We went to Munich “one month too early,” as one traveler we met put it. He was backpacking around Europe and planned to arrive in Munich in time for Oktoberfest, and seemed surprised that we wouldn’t also plan accordingly. Well, sometimes life just doesn’t work out that way. It’s not that the idea of drinking vast quantities of beer and eating pretzels while listening to an oom-pah band doesn’t appeal to me. It does. But our return flight is from Paris and the timing is just too tight to make it to Oktoberfest and also see Paris. I told Bob that I would like to go to Oktoberfest, someday, maybe for my birthday one year.
Then I logged into couchsurfing one day and I saw this message, titled HerbsFest Rosenheim, posted under “Nearby Events”:
Not everyone knows that the Oktoberfest in Munich is not a German tradition but only a Bavarian one. But only a few persons know that there are more Beerfestivals like the Oktoberfest in Bavaria. The Oktoberfest may be the biggest and most known Beerfest in the world, but is it really the best?
I, as a bavarian, know many of those festivals, and I say: No. The Oktoberfest is just to big, to crowded, to expensive and their are too many tourist. I put this event into couchsurfing to give you the chance to see a traditional and real bavarian beerfestival as it should be.
Well. I really did not know just how many beer festivals were held all over the country. Good on you, Germany! The town of Rosenheim is only 40 minutes from Munich by train, and it just so happened that the first day of their annual autumn festival, or HerbsFest, would be our last day in Munich. A real Bavarian beer festival! No question about it—we were going to go.
I’ve heard that Oktoberfest has something of a fairground atmosphere, and HerbsFest was no different. Actually, it reminded me of the Arlington County Fair, although with more beer. There were rides, carnival games, and food stalls everywhere, and a few large beer tents.
There were also PEOPLE. Lots and lots of people. Our couchsurfing host, who had accompanied us for the afternoon, told us that this was unusual on a Friday but it was probably only because today was the first day. The weekends are crowded, she said, but the weekdays are not too bad. I asked her about Oktoberfest. “Oh, it’s crowded all the time,” she said. “It’s like this every day.”
We sat for about fifteen minutes and tried to flag down a waitress. Some of them made eye contact with us, but shook their heads no. There were way too many people in this tent. We moved to another one and got our beers within five minutes. They only serve one size of beer at Bavarian beer festivals: masse, or one liter. The mugs are heavy on their own, and filled with beer they’re a little painful to lift. Drinkers need to adjust their grip accordingly. The proper way to do it is not to grab the handle, but rather to slip your hand around the mug, balancing your thumb on the top of the handle.

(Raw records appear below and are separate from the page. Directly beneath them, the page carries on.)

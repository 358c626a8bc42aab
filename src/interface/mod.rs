//! Interface layer - External interfaces
//!
//! This layer handles:
//! - The operator dispatch form
//! - Call job intake over JSON
//! - Health and Prometheus endpoints

pub mod api;
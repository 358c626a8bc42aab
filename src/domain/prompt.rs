//! Scripted instructions for the follow-up call agent

/// System prompt for the patient follow-up call.
pub const FOLLOW_UP_INSTRUCTIONS: &str = r#"
You are an empathetic AI voice assistant for Moolchand Hospital, calling patients recently discharged after surgery for a follow-up check. Your goals are to:
- Greet the patient by name and introduce yourself as the hospital's AI assistant.
- Inquire about their recovery and how they are feeling since discharge.
- Respond empathetically to both positive and negative feedback about their health.
- Ask if they are experiencing any discomfort, pain, or symptoms, and suggest a follow-up consultation if needed.
- Collect feedback about their last hospital visit, responding positively or constructively as appropriate.
- Offer to schedule a follow-up appointment with their doctor if needed, and confirm details if the patient agrees.
- Optionally, promote a wellness program for post-surgery patients and offer to send more details if interested.
- Close the call warmly, reminding the patient they can reach out for help at any time.

Scripted flow:
1. Greeting: "Hello Mr. Rahul Sharma, this is Moolchand Hospital's AI assistant calling to check in on your health after your recent knee replacement surgery. How are you feeling today?"
2. Health Inquiry: "We hope your recovery is going smoothly. Could you share how you've been feeling since your discharge?"
   - If positive: "That's wonderful to hear! Recovery is an important step, and we're here to support you throughout the process."
   - If concerns: "I'm sorry to hear that. Could you please tell me more about the issue you're facing? This will help us guide you better."
3. Follow-Up: "Are you experiencing any discomfort, pain, or other symptoms that we should be aware of?"
   - If symptoms: "Thank you for sharing that. Based on what you've mentioned, it might be a good idea to schedule a follow-up consultation with Dr. Priya Mehra to ensure everything is on track."
4. Feedback: "May I also ask about your experience during your last visit to Moolchand Hospital? Was there anything we could have done better?"
   - If positive: "That's great to hear! We're always striving to provide the best care possible."
   - If constructive: "Thank you for sharing your thoughts. I'll make sure your feedback reaches the right team so we can improve."
5. Service Recommendation: "Based on our conversation, I'd recommend scheduling a follow-up appointment with Dr. Priya Mehra. Would you like me to book it for you now?"
   - If yes: "Perfect! I'll book an appointment for next Monday at 11am with Dr. Priya Mehra. You'll receive a confirmation via SMS shortly."
   - If no: "No problem at all. If you change your mind or need assistance later, feel free to contact us at 1800-123-4567."
6. Wellness Program (optional): "By the way, we're also offering a wellness program designed for post-surgery patients like yourself. It includes guided physiotherapy sessions and nutritional counseling to help speed up recovery. Would you like more details?"
   - If yes: "I'll send you all the details via WhatsApp or email, and you can enroll at your convenience."
7. Closing: "Thank you for taking the time to speak with me today, Mr. Sharma. Your health and well-being are very important to us. If there's anything else we can assist you with, please don't hesitate to reach out. Have a great day! Take care."

Always be empathetic, professional, and supportive. Personalize the conversation with the patient's name and reference their recent surgery. If the patient requests a human agent, confirm and transfer the call. Allow the user to end the conversation at any time.
"#;

/// Spoken before a transfer is attempted
pub const TRANSFER_NOTICE: &str = "let the user know you'll be transferring them";

/// Spoken when the transfer request fails, right before hanging up
pub const TRANSFER_FAILED: &str = "there was an error transferring the call.";

#[cfg(test)]
mod tests {
    use super::*;

    #[test]
    fn test_instructions_cover_transfer_and_hangup() {
        assert!(FOLLOW_UP_INSTRUCTIONS.contains("transfer the call"));
        assert!(FOLLOW_UP_INSTRUCTIONS.contains("end the conversation at any time"));
        assert!(FOLLOW_UP_INSTRUCTIONS.contains("7. Closing"));
    }
}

Then you can comfortably hold your beer one-handed– especially necessary during the many, many rounds of “Ein Prosit.” Our host told us that the waitresses at beer festivals need to be able to carry ten mugs of beer at once. I wonder if they have to prove their strength during the interview? I did see some of them carrying that many, but they move so quickly that I wasn’t able to get a picture. I also noticed most of them wearing wrist braces.
I was delighted to see how many people dress up for the occasion. I wasn’t expecting to see that at all. The number of people in dirndls and lederhosen far outnumbered those in street clothes. It wasn’t only the older people, either; almost all of the younger people were dressed up, and I even saw toddlers in tiny lederhosen. It was just great.

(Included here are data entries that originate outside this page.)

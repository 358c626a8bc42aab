//! Agent session port
//!
//! Speech-to-text, the language model, text-to-speech, voice activity and
//! turn detection all run in an external speech pipeline. The worker starts
//! a session there, asks it to speak and answers the tool calls it emits.

use async_trait::async_trait;
use serde::{Deserialize, Serialize};
use serde_json::Value;
use std::sync::Arc;
use thiserror::Error;

#[derive(Error, Debug, Clone, PartialEq, Eq)]
pub enum SessionError {
    #[error("Session connection error: {0}")]
    Connection(String),

    #[error("Session protocol error: {0}")]
    Protocol(String),

    #[error("Session rejected request: {0}")]
    Rejected(String),

    #[error("Session request timed out: {0}")]
    Timeout(String),

    #[error("Session closed")]
    Closed,
}

/// Noise cancellation applied to the room's incoming audio
#[derive(Debug, Clone, Copy, PartialEq, Eq, Serialize, Deserialize)]
#[serde(rename_all = "snake_case")]
pub enum NoiseCancellation {
    Disabled,
    /// Background voice cancellation tuned for telephony audio
    BackgroundVoiceTelephony,
}

/// Tool exposed to the language model
#[derive(Debug, Clone, PartialEq, Serialize, Deserialize)]
pub struct ToolDefinition {
    pub name: String,
    pub description: String,
    pub parameters: Value,
}

#[derive(Debug, Clone, PartialEq, Serialize)]
pub struct SessionStart {
    pub room_name: String,
    pub instructions: String,
    pub tools: Vec<ToolDefinition>,
    pub noise_cancellation: NoiseCancellation,
}

/// Tool invocation requested by the model
#[derive(Debug, Clone, PartialEq, Serialize, Deserialize)]
pub struct ToolCall {
    pub id: String,
    pub name: String,
    #[serde(default)]
    pub arguments: Value,
}

/// Result handed back to the model
#[derive(Debug, Clone, PartialEq, Serialize, Deserialize)]
#[serde(tag = "kind", content = "value", rename_all = "snake_case")]
pub enum ToolOutput {
    Text(String),
    Json(Value),
    Empty,
}

#[derive(Debug, Clone, PartialEq)]
pub enum SessionEvent {
    ToolCall(ToolCall),
    Closed { reason: String },
}

#[cfg_attr(test, mockall::automock)]
#[async_trait]
pub trait AgentSession: Send + Sync {
    async fn start(&self, start: SessionStart) -> Result<(), SessionError>;

    /// Speak a reply following `instructions`. Resolves after playout.
    async fn generate_reply(&self, instructions: &str) -> Result<(), SessionError>;

    /// Resolve once the speech currently playing, if any, has finished
    async fn wait_for_playout(&self) -> Result<(), SessionError>;

    /// Next event from the pipeline, `None` once the stream has ended
    async fn next_event(&self) -> Option<SessionEvent>;

    async fn submit_tool_output(
        &self,
        call_id: &str,
        output: ToolOutput,
        is_error: bool,
    ) -> Result<(), SessionError>;

    async fn close(&self) -> Result<(), SessionError>;
}

/// Opens one agent session per call
#[cfg_attr(test, mockall::automock)]
#[async_trait]
pub trait SessionConnector: Send + Sync {
    async fn connect(&self) -> Result<Arc<dyn AgentSession>, SessionError>;
}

The thing that really completed my beer festival experience was the band. I’d known there would be beer and pretzels and carnival rides, but each tent also had their own live band. They were pretty good, not too loud, and just generally gave the tent a good atmosphere.
We were only able to stay for a couple of hours, but it was a great afternoon out. Now I feel like I don’t need to go to Oktoberfest—if it’s really as crowded as everyone says, I probably wouldn’t have a very good time. Maybe HerbsFest doesn’t have the name recognition, or as many beer tents, but the locals still seem to like it fine. And we liked it too. It had a lot of local flavor, and a fun, relaxed, family-friendly atmosphere. By the end of it, we too were singing along to “Ein Prosit” and clinking glasses with anyone sitting near us.